Posted to solr-user@lucene.apache.org by Lisa Riggle <li...@linkup.com> on 2011/07/01 17:20:47 UTC

non-alphanumeric character searching

Hi Everyone!

I'm very new to solr and have a question that I hope you all can answer.

My boss has me learning solr for work, with the specific goal of
improving the schema on one of the cores of our site.  This core
consists of nothing but company names from our database, so I think that
makes things easier, since there's no need to worry about parsing email
address or URL's or anything.

Anyway, I am running into some problems with non-alphanumeric characters
in company names causing searches to return wild results. For example,
there is 1 company in our database stored as /HPC Inter@ctive
(ApartmentGuide.com)/.  In my test script, I have a couple of different
search strings that don't seem to return consistent results.  For
example:/hpc inter@ctive/ returns 1 result (yay), but /hpc inter@ctive
(apartment/ and /hpc inter@ctive (apartmentguide/ both return 0
results.  /inter@ctive/ by itself returns 832 results.
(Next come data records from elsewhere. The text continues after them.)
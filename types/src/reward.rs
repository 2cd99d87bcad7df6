use bytes::{Buf, BufMut};
use commonware_codec::{EncodeSize, Error, FixedSize, Read, ReadExt, ReadRangeExt, Write};

use crate::{
    read_string, string_encode_size, write_string, MAX_CASE_ENTRIES, MAX_DISPLAY_NAME_LENGTH,
    MAX_IMAGE_REF_LENGTH,
};

/// What a reward table entry pays out when it drops.
#[derive(Clone, Copy, Debug, PartialEq, Eq, Hash)]
#[repr(u8)]
pub enum RewardKind {
    /// A cosmetic skin that lands in the player's inventory.
    Skin = 0,
    /// A bundle of coins credited directly to the balance.
    CoinBundle = 1,
}

impl Write for RewardKind {
    fn write(&self, writer: &mut impl BufMut) {
        (*self as u8).write(writer);
    }
}

impl Read for RewardKind {
    type Cfg = ();

    fn read_cfg(reader: &mut impl Buf, _: &Self::Cfg) -> Result<Self, Error> {
        let value = u8::read(reader)?;
        match value {
            0 => Ok(Self::Skin),
            1 => Ok(Self::CoinBundle),
            i => Err(Error::InvalidEnum(i)),
        }
    }
}

impl FixedSize for RewardKind {
    const SIZE: usize = 1;
}

/// One row of a case's reward table.
///
/// `weight` is in relative weight units; an entry's drop chance is its weight
/// over the eligible table total. `never_drop` entries are shown in the
/// catalog but excluded from selection (display-only showpieces).
#[derive(Clone, Debug, PartialEq, Eq)]
pub struct RewardTableEntry {
    pub id: u64,
    pub kind: RewardKind,
    pub weight: u64,
    pub never_drop: bool,
    pub display_name: String,
    pub image_ref: String,
    /// Coin value credited on a Sell settlement.
    pub value: u64,
}

impl RewardTableEntry {
    /// Whether this entry can be selected as a winner.
    pub fn is_eligible(&self) -> bool {
        self.weight > 0 && !self.never_drop
    }
}

impl Write for RewardTableEntry {
    fn write(&self, writer: &mut impl BufMut) {
        self.id.write(writer);
        self.kind.write(writer);
        self.weight.write(writer);
        self.never_drop.write(writer);
        write_string(&self.display_name, writer);
        write_string(&self.image_ref, writer);
        self.value.write(writer);
    }
}

impl Read for RewardTableEntry {
    type Cfg = ();

    fn read_cfg(reader: &mut impl Buf, _: &Self::Cfg) -> Result<Self, Error> {
        Ok(Self {
            id: u64::read(reader)?,
            kind: RewardKind::read(reader)?,
            weight: u64::read(reader)?,
            never_drop: bool::read(reader)?,
            display_name: read_string(reader, MAX_DISPLAY_NAME_LENGTH)?,
            image_ref: read_string(reader, MAX_IMAGE_REF_LENGTH)?,
            value: u64::read(reader)?,
        })
    }
}

impl EncodeSize for RewardTableEntry {
    fn encode_size(&self) -> usize {
        self.id.encode_size()
            + self.kind.encode_size()
            + self.weight.encode_size()
            + self.never_drop.encode_size()
            + string_encode_size(&self.display_name)
            + string_encode_size(&self.image_ref)
            + self.value.encode_size()
    }
}

/// A purchasable case and its reward table.
#[derive(Clone, Debug, PartialEq, Eq)]
pub struct Case {
    pub id: u64,
    pub name: String,
    pub price: u64,
    pub image_ref: String,
    /// Free cases skip the balance debit and are limited to one open per day.
    pub is_free: bool,
    pub entries: Vec<RewardTableEntry>,
}

impl Case {
    /// Entries that can actually drop.
    pub fn eligible_entries(&self) -> impl Iterator<Item = &RewardTableEntry> {
        self.entries.iter().filter(|entry| entry.is_eligible())
    }

    /// Sum of eligible weights. Zero means the case cannot be opened.
    pub fn total_weight(&self) -> u64 {
        self.eligible_entries().map(|entry| entry.weight).sum()
    }
}

impl Write for Case {
    fn write(&self, writer: &mut impl BufMut) {
        self.id.write(writer);
        write_string(&self.name, writer);
        self.price.write(writer);
        write_string(&self.image_ref, writer);
        self.is_free.write(writer);
        self.entries.write(writer);
    }
}

impl Read for Case {
    type Cfg = ();

    fn read_cfg(reader: &mut impl Buf, _: &Self::Cfg) -> Result<Self, Error> {
        Ok(Self {
            id: u64::read(reader)?,
            name: read_string(reader, MAX_DISPLAY_NAME_LENGTH)?,
            price: u64::read(reader)?,
            image_ref: read_string(reader, MAX_IMAGE_REF_LENGTH)?,
            is_free: bool::read(reader)?,
            entries: Vec::<RewardTableEntry>::read_range(reader, 0..=MAX_CASE_ENTRIES)?,
        })
    }
}

impl EncodeSize for Case {
    fn encode_size(&self) -> usize {
        self.id.encode_size()
            + string_encode_size(&self.name)
            + self.price.encode_size()
            + string_encode_size(&self.image_ref)
            + self.is_free.encode_size()
            + self.entries.encode_size()
    }
}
Among other issues, I'm having a heck of a time trying to figure out how
to make solr just search for "inter@ctive" as a whole word instead of
splitting it up at the @ and searching for "inter" and "ctive".

How do I get solr to ignore special characters, like @, and just treat
it as part of the string?

I've spent some time trying out diffrerent tokenizers and filters, and
rearranging the order of some of the filters.  Doing that does affect
the results at times, but mostly I get the results listed above.  I also
tried using the PatternReplacefilterFactory to just remove all special
characters from the index/search strings, but I'm fantastically bad at
regex, so that didn't work either.

I appreciate any and all advice.
Thanks!
--Lisa

----------

I'm running a default install of solr 3.2 with the following schema:

    <fieldType name="string" class="solr.StrField" sortMissingLast="true" omitNorms="true"/>
    <fieldType name="int" class="solr.TrieIntField" precisionStep="0" omitNorms="true" positionIncrementGap="0"/>
    <fieldType name="text" class="solr.TextField" positionIncrementGap="100">
      <analyzer type="index">
        <tokenizer class="solr.KeywordTokenizerFactory"/>
        <filter class="solr.ASCIIFoldingFilterFactory"/>
        <filter class="solr.LowerCaseFilterFactory"/>
        <filter class="solr.PatternReplaceFilterFactory" pattern="[\'\.\-]" replacement="" replace="all" />
        <filter class="solr.EdgeNGramFilterFactory" minGramSize="1" maxGramSize="25" />
        <filter class="solr.WordDelimiterFilterFactory" generateWordParts="1" generateNumberParts="1" catenateWords="0"
          catenateNumbers="0" catenateAll="1" splitOnCaseChange="1" preserveOriginal="1"/>
        <filter class="solr.PositionFilterFactory" />
        <filter class="solr.RemoveDuplicatesTokenFilterFactory"/>
      </analyzer>
      <analyzer type="query">
        <tokenizer class="solr.KeywordTokenizerFactory"/>
        <filter class="solr.ASCIIFoldingFilterFactory"/>
        <filter class="solr.LowerCaseFilterFactory"/>
        <filter class="solr.PatternReplaceFilterFactory" pattern="[\'\.\-]" replacement="" replace="all" />
        <filter class="solr.StopFilterFactory" words="stopwords.txt" ignoreCase="true"/>
        <filter class="solr.SynonymFilterFactory" synonyms="syn.txt" ignoreCase="true" expand="true"/>
        <filter class="solr.WordDelimiterFilterFactory" generateWordParts="1" generateNumberParts="1" catenateWords="0"
          catenateNumbers="0" catenateAll="1" splitOnCaseChange="1" preserveOriginal="1"/>
        <filter class="solr.RemoveDuplicatesTokenFilterFactory"/>
        <filter class="solr.PositionFilterFactory" />
      </analyzer>
    </fieldType>


I don't know what other information is needed to point me in the right
direction, but please let me know if there's something I can send that
will be of assistance.

Re: non-alphanumeric character searching

Posted by Erick Erickson <er...@gmail.com>.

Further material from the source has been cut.